▶ Requirement
Across the entries below, how many lines have the string "outputs" in them? Reply with only the number.
(Dataset records Opens)
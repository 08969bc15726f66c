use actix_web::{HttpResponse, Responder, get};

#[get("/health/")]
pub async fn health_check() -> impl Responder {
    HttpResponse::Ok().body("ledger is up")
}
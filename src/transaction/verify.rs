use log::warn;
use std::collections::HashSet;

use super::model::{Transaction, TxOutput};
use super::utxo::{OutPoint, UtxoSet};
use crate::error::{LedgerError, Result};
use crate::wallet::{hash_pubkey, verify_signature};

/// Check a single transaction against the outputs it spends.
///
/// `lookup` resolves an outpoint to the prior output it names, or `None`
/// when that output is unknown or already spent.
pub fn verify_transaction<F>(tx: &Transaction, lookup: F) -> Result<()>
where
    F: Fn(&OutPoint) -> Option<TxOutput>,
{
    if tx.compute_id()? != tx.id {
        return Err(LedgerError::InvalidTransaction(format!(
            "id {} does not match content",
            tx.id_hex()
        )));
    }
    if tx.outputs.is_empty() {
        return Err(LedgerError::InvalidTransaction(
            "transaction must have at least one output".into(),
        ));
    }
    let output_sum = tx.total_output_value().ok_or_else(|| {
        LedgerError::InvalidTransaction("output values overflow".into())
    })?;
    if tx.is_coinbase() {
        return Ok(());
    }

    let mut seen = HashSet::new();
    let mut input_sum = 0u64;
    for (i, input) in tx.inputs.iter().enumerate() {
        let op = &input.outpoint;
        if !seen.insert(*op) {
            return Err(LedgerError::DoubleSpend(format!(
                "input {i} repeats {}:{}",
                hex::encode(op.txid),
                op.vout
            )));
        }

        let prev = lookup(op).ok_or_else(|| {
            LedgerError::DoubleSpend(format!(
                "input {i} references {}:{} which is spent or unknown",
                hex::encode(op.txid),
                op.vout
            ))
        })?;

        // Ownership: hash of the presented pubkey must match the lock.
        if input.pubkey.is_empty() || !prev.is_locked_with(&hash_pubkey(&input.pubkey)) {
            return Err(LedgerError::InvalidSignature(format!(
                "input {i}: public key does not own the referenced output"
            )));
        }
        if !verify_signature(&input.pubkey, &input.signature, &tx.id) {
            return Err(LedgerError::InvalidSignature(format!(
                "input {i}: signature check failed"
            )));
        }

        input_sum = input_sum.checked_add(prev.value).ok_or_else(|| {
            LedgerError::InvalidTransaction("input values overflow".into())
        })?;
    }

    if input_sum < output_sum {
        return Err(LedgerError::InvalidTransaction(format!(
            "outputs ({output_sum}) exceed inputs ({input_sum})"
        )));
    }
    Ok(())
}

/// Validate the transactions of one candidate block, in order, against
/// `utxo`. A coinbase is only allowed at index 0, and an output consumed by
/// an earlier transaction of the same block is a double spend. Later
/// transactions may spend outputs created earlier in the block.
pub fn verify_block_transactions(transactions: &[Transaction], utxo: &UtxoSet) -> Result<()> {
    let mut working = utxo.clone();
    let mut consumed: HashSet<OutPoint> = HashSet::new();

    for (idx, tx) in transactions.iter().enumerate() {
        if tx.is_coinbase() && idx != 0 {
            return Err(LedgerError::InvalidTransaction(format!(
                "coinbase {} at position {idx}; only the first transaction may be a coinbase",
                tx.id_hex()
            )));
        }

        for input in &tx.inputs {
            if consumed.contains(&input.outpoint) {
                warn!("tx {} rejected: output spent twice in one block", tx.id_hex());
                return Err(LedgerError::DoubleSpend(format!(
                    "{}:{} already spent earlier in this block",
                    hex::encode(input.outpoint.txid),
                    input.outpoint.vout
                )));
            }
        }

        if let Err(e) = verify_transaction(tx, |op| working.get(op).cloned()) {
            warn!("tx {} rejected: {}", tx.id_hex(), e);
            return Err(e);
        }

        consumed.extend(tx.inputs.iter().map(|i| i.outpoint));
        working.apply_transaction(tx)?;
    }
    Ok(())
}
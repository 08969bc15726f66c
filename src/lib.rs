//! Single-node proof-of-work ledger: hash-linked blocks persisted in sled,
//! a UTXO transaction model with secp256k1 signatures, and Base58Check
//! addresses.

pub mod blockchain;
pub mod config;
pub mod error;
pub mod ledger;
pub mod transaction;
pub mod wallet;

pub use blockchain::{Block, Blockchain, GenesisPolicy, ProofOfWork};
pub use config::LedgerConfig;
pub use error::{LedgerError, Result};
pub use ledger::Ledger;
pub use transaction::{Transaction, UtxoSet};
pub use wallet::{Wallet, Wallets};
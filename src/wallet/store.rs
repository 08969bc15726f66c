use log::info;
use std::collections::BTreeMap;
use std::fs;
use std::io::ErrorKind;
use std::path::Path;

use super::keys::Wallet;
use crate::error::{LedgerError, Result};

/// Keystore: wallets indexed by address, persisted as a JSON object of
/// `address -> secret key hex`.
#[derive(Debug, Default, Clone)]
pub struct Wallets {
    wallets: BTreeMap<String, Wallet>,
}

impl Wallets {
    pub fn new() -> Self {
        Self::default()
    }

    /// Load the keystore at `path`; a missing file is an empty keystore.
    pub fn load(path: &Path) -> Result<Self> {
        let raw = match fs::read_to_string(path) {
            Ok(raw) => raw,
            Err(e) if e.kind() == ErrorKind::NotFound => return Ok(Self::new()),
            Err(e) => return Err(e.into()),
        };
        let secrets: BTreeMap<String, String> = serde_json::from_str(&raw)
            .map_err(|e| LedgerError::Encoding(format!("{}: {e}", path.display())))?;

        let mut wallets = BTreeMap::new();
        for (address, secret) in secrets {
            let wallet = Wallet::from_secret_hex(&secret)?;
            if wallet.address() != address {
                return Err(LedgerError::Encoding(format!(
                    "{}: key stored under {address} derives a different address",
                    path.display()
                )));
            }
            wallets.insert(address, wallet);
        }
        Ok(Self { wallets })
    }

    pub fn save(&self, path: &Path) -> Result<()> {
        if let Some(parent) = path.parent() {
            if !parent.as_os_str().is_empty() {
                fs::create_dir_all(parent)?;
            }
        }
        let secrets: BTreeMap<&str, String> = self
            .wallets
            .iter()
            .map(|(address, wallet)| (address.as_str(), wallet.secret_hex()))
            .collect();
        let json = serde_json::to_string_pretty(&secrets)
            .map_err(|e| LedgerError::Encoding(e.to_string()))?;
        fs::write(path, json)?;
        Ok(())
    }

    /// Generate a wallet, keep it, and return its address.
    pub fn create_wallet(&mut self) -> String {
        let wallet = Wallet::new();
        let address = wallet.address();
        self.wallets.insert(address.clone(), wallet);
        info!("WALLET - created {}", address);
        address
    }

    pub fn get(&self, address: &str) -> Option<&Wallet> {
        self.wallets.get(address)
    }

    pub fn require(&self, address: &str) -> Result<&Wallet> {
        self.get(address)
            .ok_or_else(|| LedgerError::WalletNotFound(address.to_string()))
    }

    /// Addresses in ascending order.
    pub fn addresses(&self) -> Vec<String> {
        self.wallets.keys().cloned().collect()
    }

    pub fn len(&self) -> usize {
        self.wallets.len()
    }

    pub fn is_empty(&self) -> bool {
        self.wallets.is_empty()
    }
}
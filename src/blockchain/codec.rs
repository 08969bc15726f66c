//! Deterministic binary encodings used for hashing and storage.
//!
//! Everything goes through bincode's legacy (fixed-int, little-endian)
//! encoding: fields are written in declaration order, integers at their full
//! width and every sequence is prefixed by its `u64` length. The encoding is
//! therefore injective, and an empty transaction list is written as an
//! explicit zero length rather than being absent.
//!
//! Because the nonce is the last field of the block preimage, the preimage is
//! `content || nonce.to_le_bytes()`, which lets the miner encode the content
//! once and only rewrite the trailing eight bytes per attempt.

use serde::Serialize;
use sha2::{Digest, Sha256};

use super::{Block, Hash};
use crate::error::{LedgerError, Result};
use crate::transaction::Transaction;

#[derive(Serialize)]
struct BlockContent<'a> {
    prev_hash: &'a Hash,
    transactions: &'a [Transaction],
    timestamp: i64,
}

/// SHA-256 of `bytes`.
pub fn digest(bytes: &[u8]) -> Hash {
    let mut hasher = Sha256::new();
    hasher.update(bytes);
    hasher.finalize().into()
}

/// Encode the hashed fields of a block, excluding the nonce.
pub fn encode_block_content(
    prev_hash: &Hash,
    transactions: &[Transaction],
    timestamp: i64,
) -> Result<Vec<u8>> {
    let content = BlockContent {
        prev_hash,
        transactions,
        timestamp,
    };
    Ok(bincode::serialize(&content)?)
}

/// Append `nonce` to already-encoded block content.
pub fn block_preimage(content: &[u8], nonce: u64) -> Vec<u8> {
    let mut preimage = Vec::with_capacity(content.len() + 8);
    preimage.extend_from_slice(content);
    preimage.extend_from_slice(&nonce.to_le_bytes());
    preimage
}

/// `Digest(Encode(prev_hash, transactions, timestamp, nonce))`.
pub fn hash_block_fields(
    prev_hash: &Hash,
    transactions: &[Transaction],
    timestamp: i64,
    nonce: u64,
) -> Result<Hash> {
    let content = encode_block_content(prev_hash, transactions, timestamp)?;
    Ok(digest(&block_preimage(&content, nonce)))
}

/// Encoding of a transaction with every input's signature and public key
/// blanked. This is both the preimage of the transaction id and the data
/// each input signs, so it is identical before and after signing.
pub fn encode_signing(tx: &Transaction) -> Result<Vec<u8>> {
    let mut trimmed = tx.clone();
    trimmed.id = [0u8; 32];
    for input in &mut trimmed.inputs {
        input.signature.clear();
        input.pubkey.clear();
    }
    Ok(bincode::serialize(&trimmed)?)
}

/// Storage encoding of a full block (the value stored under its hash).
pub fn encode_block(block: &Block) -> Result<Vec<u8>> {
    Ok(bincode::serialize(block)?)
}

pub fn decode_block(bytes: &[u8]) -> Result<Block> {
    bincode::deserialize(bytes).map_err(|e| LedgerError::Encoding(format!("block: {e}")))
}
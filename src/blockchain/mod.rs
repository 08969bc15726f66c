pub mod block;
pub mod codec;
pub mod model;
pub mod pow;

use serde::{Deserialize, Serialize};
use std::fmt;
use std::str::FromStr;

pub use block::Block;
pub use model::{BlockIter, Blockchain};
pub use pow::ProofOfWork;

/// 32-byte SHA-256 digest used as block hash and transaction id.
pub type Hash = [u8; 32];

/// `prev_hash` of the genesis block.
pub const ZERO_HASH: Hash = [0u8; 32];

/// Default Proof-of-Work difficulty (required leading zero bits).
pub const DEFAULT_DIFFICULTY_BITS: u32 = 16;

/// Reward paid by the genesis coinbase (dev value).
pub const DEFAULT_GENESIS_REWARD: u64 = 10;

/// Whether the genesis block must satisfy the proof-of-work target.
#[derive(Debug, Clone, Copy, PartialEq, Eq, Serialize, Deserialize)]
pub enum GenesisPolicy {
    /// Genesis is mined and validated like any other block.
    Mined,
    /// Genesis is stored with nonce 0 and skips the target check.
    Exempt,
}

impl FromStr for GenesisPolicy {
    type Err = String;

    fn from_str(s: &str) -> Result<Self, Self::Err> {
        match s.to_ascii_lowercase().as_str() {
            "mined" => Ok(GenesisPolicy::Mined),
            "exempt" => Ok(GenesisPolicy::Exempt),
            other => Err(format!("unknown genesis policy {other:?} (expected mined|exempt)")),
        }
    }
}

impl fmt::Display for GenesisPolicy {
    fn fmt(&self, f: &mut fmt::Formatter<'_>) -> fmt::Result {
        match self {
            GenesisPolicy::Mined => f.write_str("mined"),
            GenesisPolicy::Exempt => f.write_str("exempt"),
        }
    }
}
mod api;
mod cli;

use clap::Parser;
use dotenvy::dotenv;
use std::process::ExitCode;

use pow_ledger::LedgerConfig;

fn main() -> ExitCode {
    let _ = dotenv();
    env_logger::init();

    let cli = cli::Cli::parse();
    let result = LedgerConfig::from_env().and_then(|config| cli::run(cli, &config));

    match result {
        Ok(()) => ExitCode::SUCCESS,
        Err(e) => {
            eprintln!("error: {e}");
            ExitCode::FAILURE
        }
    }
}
(Dataset records Closes)
(Dataset records Opens)
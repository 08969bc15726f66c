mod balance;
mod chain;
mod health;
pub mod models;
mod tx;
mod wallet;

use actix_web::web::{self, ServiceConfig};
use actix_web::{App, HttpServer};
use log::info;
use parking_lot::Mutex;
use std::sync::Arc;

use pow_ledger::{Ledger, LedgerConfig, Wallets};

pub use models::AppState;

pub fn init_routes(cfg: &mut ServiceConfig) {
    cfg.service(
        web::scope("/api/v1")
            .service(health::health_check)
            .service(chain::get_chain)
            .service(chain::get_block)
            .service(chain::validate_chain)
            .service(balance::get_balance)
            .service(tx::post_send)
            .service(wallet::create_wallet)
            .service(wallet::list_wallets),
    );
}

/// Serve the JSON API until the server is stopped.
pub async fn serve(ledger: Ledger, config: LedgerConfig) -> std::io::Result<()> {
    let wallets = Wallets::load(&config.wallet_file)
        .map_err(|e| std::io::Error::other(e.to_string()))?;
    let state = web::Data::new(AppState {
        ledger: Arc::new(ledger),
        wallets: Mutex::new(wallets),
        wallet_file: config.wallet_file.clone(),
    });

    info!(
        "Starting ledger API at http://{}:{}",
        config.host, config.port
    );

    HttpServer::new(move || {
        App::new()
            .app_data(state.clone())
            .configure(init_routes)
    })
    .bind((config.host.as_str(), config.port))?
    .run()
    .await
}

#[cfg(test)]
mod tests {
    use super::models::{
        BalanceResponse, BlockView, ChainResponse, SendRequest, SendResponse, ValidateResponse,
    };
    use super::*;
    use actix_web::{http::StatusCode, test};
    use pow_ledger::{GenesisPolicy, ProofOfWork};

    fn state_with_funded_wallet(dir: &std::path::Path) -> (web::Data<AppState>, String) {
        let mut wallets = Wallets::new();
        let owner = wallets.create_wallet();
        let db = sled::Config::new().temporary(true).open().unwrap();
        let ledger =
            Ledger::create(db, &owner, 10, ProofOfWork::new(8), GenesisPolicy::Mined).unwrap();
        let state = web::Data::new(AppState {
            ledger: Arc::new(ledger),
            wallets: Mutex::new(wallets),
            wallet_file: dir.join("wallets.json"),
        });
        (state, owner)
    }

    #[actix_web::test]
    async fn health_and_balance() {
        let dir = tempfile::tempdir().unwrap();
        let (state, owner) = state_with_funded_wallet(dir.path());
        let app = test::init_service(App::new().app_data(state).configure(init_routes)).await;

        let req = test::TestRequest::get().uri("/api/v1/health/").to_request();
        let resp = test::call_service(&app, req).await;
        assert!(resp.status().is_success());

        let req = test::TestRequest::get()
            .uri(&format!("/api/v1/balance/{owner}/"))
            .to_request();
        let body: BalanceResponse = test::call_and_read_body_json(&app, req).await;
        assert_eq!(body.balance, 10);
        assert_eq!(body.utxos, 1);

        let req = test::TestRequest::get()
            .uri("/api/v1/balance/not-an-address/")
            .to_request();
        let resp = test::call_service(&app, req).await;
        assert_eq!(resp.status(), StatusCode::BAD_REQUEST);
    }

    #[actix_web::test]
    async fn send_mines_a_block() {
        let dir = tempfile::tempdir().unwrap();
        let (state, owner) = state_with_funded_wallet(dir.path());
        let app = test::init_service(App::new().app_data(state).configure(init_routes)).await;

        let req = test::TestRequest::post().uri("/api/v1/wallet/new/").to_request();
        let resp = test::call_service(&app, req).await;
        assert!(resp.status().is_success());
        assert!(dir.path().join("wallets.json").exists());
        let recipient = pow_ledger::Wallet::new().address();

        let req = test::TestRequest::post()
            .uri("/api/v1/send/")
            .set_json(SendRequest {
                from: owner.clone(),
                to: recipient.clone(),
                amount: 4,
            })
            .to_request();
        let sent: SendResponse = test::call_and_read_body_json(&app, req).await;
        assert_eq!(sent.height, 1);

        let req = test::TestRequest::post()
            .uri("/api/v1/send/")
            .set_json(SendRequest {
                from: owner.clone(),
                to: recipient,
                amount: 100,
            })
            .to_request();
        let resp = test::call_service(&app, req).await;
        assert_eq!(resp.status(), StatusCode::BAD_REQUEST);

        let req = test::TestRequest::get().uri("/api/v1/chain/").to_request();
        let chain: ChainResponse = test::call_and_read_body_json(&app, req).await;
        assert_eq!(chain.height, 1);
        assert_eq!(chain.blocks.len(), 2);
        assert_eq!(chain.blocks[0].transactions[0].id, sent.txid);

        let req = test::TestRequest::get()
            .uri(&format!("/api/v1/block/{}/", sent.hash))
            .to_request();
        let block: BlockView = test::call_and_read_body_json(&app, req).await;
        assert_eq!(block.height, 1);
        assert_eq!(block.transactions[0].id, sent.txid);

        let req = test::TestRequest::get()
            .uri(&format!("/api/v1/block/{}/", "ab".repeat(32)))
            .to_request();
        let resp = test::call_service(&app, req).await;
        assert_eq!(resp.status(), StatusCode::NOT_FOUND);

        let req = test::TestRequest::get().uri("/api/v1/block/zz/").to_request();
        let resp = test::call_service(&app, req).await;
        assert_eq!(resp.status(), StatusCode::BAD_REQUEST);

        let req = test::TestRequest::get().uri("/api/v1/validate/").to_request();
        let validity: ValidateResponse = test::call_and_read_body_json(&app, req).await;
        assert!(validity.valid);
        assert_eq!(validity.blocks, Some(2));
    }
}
(Dataset records Closes)
(Dataset records Opens)
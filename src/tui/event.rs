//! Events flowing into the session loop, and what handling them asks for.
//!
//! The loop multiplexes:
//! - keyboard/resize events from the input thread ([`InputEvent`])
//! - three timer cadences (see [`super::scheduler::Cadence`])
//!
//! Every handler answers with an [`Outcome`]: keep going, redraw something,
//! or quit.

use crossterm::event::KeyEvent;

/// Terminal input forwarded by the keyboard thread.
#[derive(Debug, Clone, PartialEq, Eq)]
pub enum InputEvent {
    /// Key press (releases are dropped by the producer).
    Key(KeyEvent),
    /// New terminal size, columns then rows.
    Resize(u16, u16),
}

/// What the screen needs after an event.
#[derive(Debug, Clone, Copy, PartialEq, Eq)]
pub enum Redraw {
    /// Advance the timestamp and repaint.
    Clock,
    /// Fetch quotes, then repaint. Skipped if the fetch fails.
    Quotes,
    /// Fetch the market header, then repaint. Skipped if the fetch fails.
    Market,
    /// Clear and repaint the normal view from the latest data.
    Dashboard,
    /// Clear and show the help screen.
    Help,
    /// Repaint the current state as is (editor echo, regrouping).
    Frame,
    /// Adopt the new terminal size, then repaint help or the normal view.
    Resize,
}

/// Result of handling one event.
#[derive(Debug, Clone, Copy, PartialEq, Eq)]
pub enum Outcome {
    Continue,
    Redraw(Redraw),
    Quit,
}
(Dataset records Closes)
▶ Response to this task
4